Clonidine, a selective partial agonist for α2 adrenoreceptors known to increase both sensory and motor block of local anaesthetics, after intrathecal administration exerts its analgesic effects through activation of post synaptic α2 receptors in substantia gelatinosa of spinal cord. [8],[9]

Fentanyl and bupivacaine co-administration has a synergistic inhibitory action on the Aδ and C- fiber conduction causing improved perioperative analgesia. [10]

Benhamou et al. [7] and several other workers [11],[12] used varying doses of intrathecal clonidine combined with varying doses of bupivacaine. Increment of spinal clonidine doses enhanced side effects like sedation, hypotension, longer sensory and motor blockade [12] whereas low doses have less postoperative analgesia. [13],[14]

On the other hand, in two studies very small doses of intrathecal clonidine (25 μg and 30-75 μg) [15],[16] increased the duration of the pain-free interval compared with only spinal local anaesthetics without causing any significant side effects. We were interested to test an intrathecal dose in the lower range as marked decrease in blood pressure is only observed with 150 μg dose of spinal clonidine and relative hemodynamic stability is maintained after larger doses (300-450 μg) but with marked sedation as observed by Filos et al. [12]

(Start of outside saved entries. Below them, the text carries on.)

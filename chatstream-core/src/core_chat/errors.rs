//! Error types for the chat engine

use crate::core_model::{SendableId, SendableType};
use thiserror::Error;

/// Result type for remote adapter calls
pub type AdapterResult<T> = Result<T, AdapterError>;

/// Result type for chat operations
pub type ChatResult<T> = Result<T, ChatError>;

/// Failures reported by the remote store
#[derive(Error, Debug, Clone, PartialEq, Eq)]
pub enum AdapterError {
    /// Transport to the store is unavailable
    #[error("Connectivity error: {0}")]
    Connectivity(String),

    /// The store rejected the operation
    #[error("Permission denied: {0}")]
    PermissionDenied(String),

    /// A record could not be decoded
    #[error("Decode error: {0}")]
    Decode(String),

    /// Target path or record does not exist
    #[error("Not found: {0}")]
    NotFound(String),

    #[error("Adapter error: {0}")]
    Other(String),
}

impl From<serde_json::Error> for AdapterError {
    fn from(e: serde_json::Error) -> Self {
        AdapterError::Decode(e.to_string())
    }
}

/// Errors surfaced by a chat, either to the caller or on the error channel
#[derive(Error, Debug, Clone, PartialEq, Eq)]
pub enum ChatError {
    /// Remote store failure, passed through verbatim
    #[error(transparent)]
    Adapter(#[from] AdapterError),

    /// A sendable arrived with a kind that has no typed channel
    #[error("Unclassified sendable {id} of kind {kind}")]
    ClassificationGap { id: SendableId, kind: SendableType },

    /// Operation needs an open connection
    #[error("Chat is not connected")]
    NotConnected,

    /// `connect` called while resolving or connected
    #[error("Chat is already connected or connecting")]
    AlreadyConnected,

    /// `disconnect` was called before `connect` finished
    #[error("Connect was cancelled by disconnect")]
    ConnectCancelled,

    /// The chat's background workers have shut down
    #[error("Chat worker stopped")]
    WorkerStopped,
}

impl ChatError {
    /// The adapter failure behind this error, if any
    pub fn adapter_error(&self) -> Option<&AdapterError> {
        match self {
            ChatError::Adapter(e) => Some(e),
            _ => None,
        }
    }
}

In our study there was no significant difference in peak sensory block level and time to reach peak sensory block level in all the three groups. These can be explained due to comparatively large volume of drug (2.5 ml) used in all the three groups in this study. The time to two segment regression (min) was significantly higher in bupivacaine+fentanyl group (84.17 ± 12.46 mins) and bupivacaine + clonidine group (78.87 ± 13.362 mins) than bupivacaine alone group (69.70 ± 14.005 mins). Singh et al. [3] reported two segment regression time of 90 min which also correlate with our study. These findings are comparable with Hunt et al. [2] and Sethi et al. [13]

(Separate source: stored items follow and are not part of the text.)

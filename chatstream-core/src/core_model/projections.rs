//! Typed projections of a [`Sendable`]
//!
//! Each projection exists only for a sendable of the matching kind. The
//! conversion `from_sendable` is total: a kind mismatch yields `None`.

use super::sendable::{body, Body, Sendable, SendableType};
use super::types::{ChatId, SendableId, UserId};

const KEY_TYPE: &str = "type";
const KEY_ID: &str = "id";
const KEY_TEXT: &str = "text";

macro_rules! projection {
    ($(#[$meta:meta])* $name:ident => $kind:expr) => {
        $(#[$meta])*
        #[derive(Debug, Clone, PartialEq)]
        pub struct $name(Sendable);

        impl $name {
            /// Narrow a sendable to this projection
            pub fn from_sendable(sendable: &Sendable) -> Option<Self> {
                sendable.is_type(&$kind).then(|| Self(sendable.clone()))
            }

            pub fn sendable(&self) -> &Sendable {
                &self.0
            }

            pub fn into_sendable(self) -> Sendable {
                self.0
            }

            pub fn id(&self) -> &SendableId {
                &self.0.id
            }

            pub fn sender(&self) -> &UserId {
                &self.0.from
            }
        }
    };
}

projection!(
    /// A chat message
    Message => SendableType::Message
);
projection!(
    /// Acknowledges that a message was received or read
    DeliveryReceipt => SendableType::DeliveryReceipt
);
projection!(
    /// Typing indicator
    TypingState => SendableType::TypingState
);
projection!(
    /// Invitation to join a chat
    Invitation => SendableType::Invitation
);
projection!(
    /// User availability
    Presence => SendableType::Presence
);

impl Message {
    /// Prepare an outbound text message
    pub fn with_text(from: UserId, text: impl Into<String>) -> Sendable {
        Sendable::new(SendableType::Message, from, body([(KEY_TEXT, text.into())]))
    }

    /// Prepare an outbound message with a custom body
    pub fn with_body(from: UserId, body: Body) -> Sendable {
        Sendable::new(SendableType::Message, from, body)
    }

    pub fn text(&self) -> Option<&str> {
        self.0.body_str(KEY_TEXT)
    }
}

/// Receipt flavour
#[derive(Debug, Clone, Copy, PartialEq, Eq)]
pub enum DeliveryReceiptType {
    Received,
    Read,
}

impl DeliveryReceiptType {
    pub fn as_str(&self) -> &'static str {
        match self {
            DeliveryReceiptType::Received => "received",
            DeliveryReceiptType::Read => "read",
        }
    }

    pub fn parse(s: &str) -> Option<Self> {
        match s {
            "received" => Some(DeliveryReceiptType::Received),
            "read" => Some(DeliveryReceiptType::Read),
            _ => None,
        }
    }
}

impl DeliveryReceipt {
    /// Prepare an outbound receipt for `message_id`
    pub fn create(from: UserId, receipt_type: DeliveryReceiptType, message_id: &SendableId) -> Sendable {
        Sendable::new(
            SendableType::DeliveryReceipt,
            from,
            body([(KEY_TYPE, receipt_type.as_str()), (KEY_ID, message_id.as_str())]),
        )
    }

    pub fn receipt_type(&self) -> Option<DeliveryReceiptType> {
        self.0.body_str(KEY_TYPE).and_then(DeliveryReceiptType::parse)
    }

    /// The message this receipt acknowledges
    pub fn message_id(&self) -> Option<SendableId> {
        self.0.body_str(KEY_ID).map(SendableId::new)
    }
}

#[derive(Debug, Clone, Copy, PartialEq, Eq)]
pub enum TypingStateType {
    Typing,
    None,
}

impl TypingStateType {
    pub fn as_str(&self) -> &'static str {
        match self {
            TypingStateType::Typing => "typing",
            TypingStateType::None => "none",
        }
    }

    pub fn parse(s: &str) -> Option<Self> {
        match s {
            "typing" => Some(TypingStateType::Typing),
            "none" => Some(TypingStateType::None),
            _ => None,
        }
    }
}

impl TypingState {
    pub fn create(from: UserId, state: TypingStateType) -> Sendable {
        Sendable::new(SendableType::TypingState, from, body([(KEY_TYPE, state.as_str())]))
    }

    pub fn typing_state(&self) -> Option<TypingStateType> {
        self.0.body_str(KEY_TYPE).and_then(TypingStateType::parse)
    }
}

#[derive(Debug, Clone, Copy, PartialEq, Eq)]
pub enum InvitationType {
    Chat,
}

impl InvitationType {
    pub fn as_str(&self) -> &'static str {
        match self {
            InvitationType::Chat => "chat",
        }
    }

    pub fn parse(s: &str) -> Option<Self> {
        match s {
            "chat" => Some(InvitationType::Chat),
            _ => None,
        }
    }
}

impl Invitation {
    pub fn create(from: UserId, chat_id: &ChatId) -> Sendable {
        Sendable::new(
            SendableType::Invitation,
            from,
            body([(KEY_TYPE, InvitationType::Chat.as_str()), (KEY_ID, chat_id.as_str())]),
        )
    }

    pub fn invitation_type(&self) -> Option<InvitationType> {
        self.0.body_str(KEY_TYPE).and_then(InvitationType::parse)
    }

    pub fn chat_id(&self) -> Option<ChatId> {
        self.0.body_str(KEY_ID).map(ChatId::new)
    }
}

#[derive(Debug, Clone, Copy, PartialEq, Eq)]
pub enum PresenceType {
    Available,
    Busy,
    ExtendedAway,
    Unavailable,
}

impl PresenceType {
    pub fn as_str(&self) -> &'static str {
        match self {
            PresenceType::Available => "available",
            PresenceType::Busy => "busy",
            PresenceType::ExtendedAway => "extended_away",
            PresenceType::Unavailable => "unavailable",
        }
    }

    pub fn parse(s: &str) -> Option<Self> {
        match s {
            "available" => Some(PresenceType::Available),
            "busy" => Some(PresenceType::Busy),
            "extended_away" => Some(PresenceType::ExtendedAway),
            "unavailable" => Some(PresenceType::Unavailable),
            _ => None,
        }
    }
}

impl Presence {
    pub fn create(from: UserId, presence: PresenceType) -> Sendable {
        Sendable::new(SendableType::Presence, from, body([(KEY_TYPE, presence.as_str())]))
    }

    pub fn presence_type(&self) -> Option<PresenceType> {
        self.0.body_str(KEY_TYPE).and_then(PresenceType::parse)
    }
}

/// A sendable narrowed to its kind
#[derive(Debug, Clone, PartialEq)]
pub enum TypedSendable {
    Message(Message),
    DeliveryReceipt(DeliveryReceipt),
    TypingState(TypingState),
    Invitation(Invitation),
    Presence(Presence),
}

impl TypedSendable {
    /// Classify a sendable by kind. `None` for kinds without a projection.
    pub fn classify(sendable: &Sendable) -> Option<Self> {
        let typed = match sendable.kind() {
            SendableType::Message => TypedSendable::Message(Message(sendable.clone())),
            SendableType::DeliveryReceipt => {
                TypedSendable::DeliveryReceipt(DeliveryReceipt(sendable.clone()))
            }
            SendableType::TypingState => TypedSendable::TypingState(TypingState(sendable.clone())),
            SendableType::Invitation => TypedSendable::Invitation(Invitation(sendable.clone())),
            SendableType::Presence => TypedSendable::Presence(Presence(sendable.clone())),
            SendableType::Unknown(_) => return None,
        };
        Some(typed)
    }

    pub fn sendable(&self) -> &Sendable {
        match self {
            TypedSendable::Message(m) => m.sendable(),
            TypedSendable::DeliveryReceipt(r) => r.sendable(),
            TypedSendable::TypingState(t) => t.sendable(),
            TypedSendable::Invitation(i) => i.sendable(),
            TypedSendable::Presence(p) => p.sendable(),
        }
    }

    pub fn kind(&self) -> &SendableType {
        self.sendable().kind()
    }
}

#[cfg(test)]
mod tests {
    use super::*;
    use proptest::prelude::*;

    fn alice() -> UserId {
        UserId::new("alice")
    }

    #[test]
    fn test_projection_requires_matching_kind() {
        let msg = Message::with_text(alice(), "hello");
        assert!(Message::from_sendable(&msg).is_some());
        assert!(DeliveryReceipt::from_sendable(&msg).is_none());
        assert!(TypingState::from_sendable(&msg).is_none());
        assert!(Invitation::from_sendable(&msg).is_none());
        assert!(Presence::from_sendable(&msg).is_none());
        assert_eq!(Message::from_sendable(&msg).unwrap().text(), Some("hello"));
    }

    #[test]
    fn test_receipt_accessors() {
        let target = SendableId::new("m-7");
        let receipt = DeliveryReceipt::create(alice(), DeliveryReceiptType::Read, &target);
        let receipt = DeliveryReceipt::from_sendable(&receipt).unwrap();
        assert_eq!(receipt.receipt_type(), Some(DeliveryReceiptType::Read));
        assert_eq!(receipt.message_id(), Some(target));
    }

    #[test]
    fn test_typing_invitation_presence_accessors() {
        let typing = TypingState::create(alice(), TypingStateType::Typing);
        assert_eq!(
            TypingState::from_sendable(&typing).unwrap().typing_state(),
            Some(TypingStateType::Typing)
        );

        let chat = ChatId::new("c-1");
        let invite = Invitation::create(alice(), &chat);
        let invite = Invitation::from_sendable(&invite).unwrap();
        assert_eq!(invite.invitation_type(), Some(InvitationType::Chat));
        assert_eq!(invite.chat_id(), Some(chat));

        let presence = Presence::create(alice(), PresenceType::ExtendedAway);
        assert_eq!(
            Presence::from_sendable(&presence).unwrap().presence_type(),
            Some(PresenceType::ExtendedAway)
        );
    }

    #[test]
    fn test_malformed_body_yields_none_not_panic() {
        let odd = Sendable::new(SendableType::DeliveryReceipt, alice(), Body::new());
        let receipt = DeliveryReceipt::from_sendable(&odd).unwrap();
        assert_eq!(receipt.receipt_type(), None);
        assert_eq!(receipt.message_id(), None);
    }

    #[test]
    fn test_unknown_kind_is_not_classified() {
        let odd = Sendable::new(SendableType::Unknown("poll".into()), alice(), Body::new());
        assert!(TypedSendable::classify(&odd).is_none());
    }

    fn any_kind() -> impl Strategy<Value = SendableType> {
        prop_oneof![
            Just(SendableType::Message),
            Just(SendableType::DeliveryReceipt),
            Just(SendableType::TypingState),
            Just(SendableType::Invitation),
            Just(SendableType::Presence),
            "[a-z]{3,8}".prop_map(|s| SendableType::parse(&s)),
        ]
    }

    proptest! {
        #[test]
        fn prop_classification_preserves_kind(kind in any_kind()) {
            let sendable = Sendable::new(kind.clone(), alice(), Body::new());
            match TypedSendable::classify(&sendable) {
                Some(typed) => {
                    prop_assert!(kind.is_known());
                    prop_assert_eq!(typed.kind(), &kind);
                    prop_assert_eq!(typed.sendable(), &sendable);
                }
                None => prop_assert!(!kind.is_known()),
            }
        }
    }
}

Belzarena [17] observed that time to request of postoperative analgesic increased and total analgesia consumption decreased in a dose-dependent manner when intrathecal fentanyl was applied in doses of 0.25 μg/kg, 0.5 μg/kg, and 0.75 μg/kg. Thus, time to first postoperative analgesic request increased from 3 h with control to 11 h and 13 h with 0.5 μg/kg and 0.75 μg/kg fentanyl, respectively. Similarly in the present study, the time to first analgesic to request was also significantly longer in bupivacaine + fentanyl group (5.183 ± 1.1706 hours), and bupivacaine + clonidine group (3.550 ± 1.1013 hours) (P = 0.000).

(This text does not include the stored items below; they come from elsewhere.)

//! Chat stream engine
//!
//! Connects a chat to its remote feed, keeps the local log, classifies and
//! publishes every arriving sendable, and issues one-shot history and
//! outbound calls against the same store.

pub mod adapter;
pub mod adapters;
pub mod chat;
pub mod errors;
pub mod issuer;
pub mod lifecycle;
pub mod notifier;
pub mod paths;
pub mod registry;

#[cfg(test)]
mod tests;

// Re-exports
pub use adapter::{ListEventStream, RemoteAdapter, SendableStream};
pub use adapters::InMemoryAdapter;
pub use chat::Chat;
pub use errors::{AdapterError, AdapterResult, ChatError, ChatResult};
pub use lifecycle::ConnectionState;
pub use paths::ChatPaths;
pub use registry::{Disposable, SubscriptionId, TaskSubscription};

Pruritus, a unique feature of intrathecal opioids and pruritus, but not nausea and vomiting, increased with increasing doses of fentanyl. [17] Singh et al. [3] demonstrated that fentanyl 25 μg reduced the analgesic requirement without increasing the incidence of episodes of desaturation, nausea, or pruritus during the early postoperative period. So, we decided to go with a dose of 25 μg to limit the side effects as well as to increase the postoperative analgesia and it was observed that 6 patients (8%) in group F developed pruritus. This result is almost comparable with Shawagfeh et al. [18] where he reported 6% incidence of pruritus with 25μg fentanyl and Al Ghanem [5] and Unal et al. [19] reported a high incidence of 13% and 42.6% to 50% respectively.

Benhamou et al. [7] demonstrated improved intraoperative spinal analgesia by adding 75 μg of clonidine to bupivacaine and the side effects were not increased with this dose. Lavand'homme et al. [20] showed higher incidence of hypotension and sedation in clonidine 150 μg group then in clonidine 75 μg. Hence, the dose of clonidine was limited to 75 μg in this study to decrease the side effects and to increase the postoperative analgesia.

Intrathecally, fentanyl exerts its effects by combining with opioid receptors in the dorsal horn of spinal cord and may have a supraspinal spread and action. Intrathecal fentanyl when added to spinal local anaesthetics reduces significant visceral and somatic pain and the analgesic effect has been proved by many studies. [2],[3]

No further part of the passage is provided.